▶ _What is required_
Going through the data, count each line that has the word "payer". Reply with the total and nothing more.
_ _ _ _ _ _ _
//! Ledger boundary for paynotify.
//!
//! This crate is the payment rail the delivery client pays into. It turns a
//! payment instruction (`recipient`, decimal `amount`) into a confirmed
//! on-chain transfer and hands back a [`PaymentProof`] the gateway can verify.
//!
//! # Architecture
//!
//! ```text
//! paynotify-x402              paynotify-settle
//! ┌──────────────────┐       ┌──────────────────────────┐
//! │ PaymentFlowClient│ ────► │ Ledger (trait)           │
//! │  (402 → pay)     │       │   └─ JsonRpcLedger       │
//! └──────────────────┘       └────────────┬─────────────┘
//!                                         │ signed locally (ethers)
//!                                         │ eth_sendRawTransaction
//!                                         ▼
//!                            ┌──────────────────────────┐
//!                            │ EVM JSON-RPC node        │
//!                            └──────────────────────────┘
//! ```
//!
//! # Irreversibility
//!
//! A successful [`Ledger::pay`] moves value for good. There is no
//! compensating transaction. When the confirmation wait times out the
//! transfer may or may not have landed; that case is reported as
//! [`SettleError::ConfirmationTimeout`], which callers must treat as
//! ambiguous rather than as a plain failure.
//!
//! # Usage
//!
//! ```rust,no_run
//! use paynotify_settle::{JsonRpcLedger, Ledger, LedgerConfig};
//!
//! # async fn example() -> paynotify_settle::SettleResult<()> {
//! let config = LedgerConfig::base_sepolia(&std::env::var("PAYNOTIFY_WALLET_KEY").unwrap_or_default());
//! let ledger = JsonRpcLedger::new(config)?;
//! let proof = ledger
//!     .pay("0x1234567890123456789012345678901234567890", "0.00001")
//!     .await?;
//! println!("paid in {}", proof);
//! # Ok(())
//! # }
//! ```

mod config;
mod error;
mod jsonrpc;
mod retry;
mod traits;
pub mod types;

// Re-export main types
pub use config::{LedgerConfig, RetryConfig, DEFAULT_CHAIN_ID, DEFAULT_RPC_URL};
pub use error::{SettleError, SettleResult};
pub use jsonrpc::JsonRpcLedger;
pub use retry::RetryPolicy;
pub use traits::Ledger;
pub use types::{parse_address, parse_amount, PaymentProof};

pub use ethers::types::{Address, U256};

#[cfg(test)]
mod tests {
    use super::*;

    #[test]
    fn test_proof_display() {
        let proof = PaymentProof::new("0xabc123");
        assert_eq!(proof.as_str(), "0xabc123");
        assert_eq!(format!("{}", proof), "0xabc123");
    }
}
_ _ _ _ _ _ _
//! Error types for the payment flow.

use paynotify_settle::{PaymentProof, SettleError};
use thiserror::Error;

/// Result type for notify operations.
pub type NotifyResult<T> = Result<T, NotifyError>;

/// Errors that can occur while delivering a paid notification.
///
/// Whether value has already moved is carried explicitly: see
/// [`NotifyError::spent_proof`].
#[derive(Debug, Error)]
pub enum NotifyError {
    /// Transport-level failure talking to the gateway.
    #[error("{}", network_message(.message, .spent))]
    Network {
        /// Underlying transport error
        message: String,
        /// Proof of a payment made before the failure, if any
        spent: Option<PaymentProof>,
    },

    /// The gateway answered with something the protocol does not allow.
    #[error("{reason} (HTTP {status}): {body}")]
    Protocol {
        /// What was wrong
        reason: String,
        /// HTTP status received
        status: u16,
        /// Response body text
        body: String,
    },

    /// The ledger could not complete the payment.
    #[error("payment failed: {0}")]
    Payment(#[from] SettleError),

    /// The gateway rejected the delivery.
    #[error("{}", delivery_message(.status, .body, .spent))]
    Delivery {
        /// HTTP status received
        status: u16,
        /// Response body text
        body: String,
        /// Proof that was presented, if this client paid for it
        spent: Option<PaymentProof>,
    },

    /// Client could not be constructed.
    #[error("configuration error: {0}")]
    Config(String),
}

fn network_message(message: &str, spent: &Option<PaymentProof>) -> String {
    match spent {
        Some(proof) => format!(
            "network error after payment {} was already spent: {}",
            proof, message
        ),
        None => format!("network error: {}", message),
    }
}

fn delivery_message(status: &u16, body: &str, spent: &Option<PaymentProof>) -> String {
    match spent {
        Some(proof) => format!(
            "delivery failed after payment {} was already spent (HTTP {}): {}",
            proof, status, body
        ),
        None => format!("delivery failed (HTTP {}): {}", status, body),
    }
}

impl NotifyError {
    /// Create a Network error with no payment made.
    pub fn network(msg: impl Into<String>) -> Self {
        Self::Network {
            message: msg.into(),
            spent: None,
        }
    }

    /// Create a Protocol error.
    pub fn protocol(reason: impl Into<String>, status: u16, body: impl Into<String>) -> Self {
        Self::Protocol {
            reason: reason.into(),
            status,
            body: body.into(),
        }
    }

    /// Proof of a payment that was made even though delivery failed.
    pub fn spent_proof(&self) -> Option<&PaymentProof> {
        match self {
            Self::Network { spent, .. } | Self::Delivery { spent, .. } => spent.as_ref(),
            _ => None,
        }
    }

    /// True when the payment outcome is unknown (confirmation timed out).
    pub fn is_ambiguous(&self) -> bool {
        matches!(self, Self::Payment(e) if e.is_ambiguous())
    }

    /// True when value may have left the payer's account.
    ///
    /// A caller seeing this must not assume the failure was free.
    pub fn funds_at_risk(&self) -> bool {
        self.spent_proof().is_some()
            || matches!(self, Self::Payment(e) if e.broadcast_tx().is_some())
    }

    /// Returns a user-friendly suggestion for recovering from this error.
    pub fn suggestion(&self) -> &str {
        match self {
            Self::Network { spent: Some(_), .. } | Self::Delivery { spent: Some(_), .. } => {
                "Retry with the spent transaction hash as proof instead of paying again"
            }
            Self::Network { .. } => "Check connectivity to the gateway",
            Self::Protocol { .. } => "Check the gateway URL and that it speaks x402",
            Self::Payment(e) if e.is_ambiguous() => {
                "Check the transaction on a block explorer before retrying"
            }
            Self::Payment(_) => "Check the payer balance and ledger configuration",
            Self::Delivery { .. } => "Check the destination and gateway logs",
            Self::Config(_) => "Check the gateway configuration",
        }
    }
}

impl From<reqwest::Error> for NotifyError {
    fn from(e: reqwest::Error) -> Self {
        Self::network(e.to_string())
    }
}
_ _ _ _ _ _ _
▶ _Solved problem_
2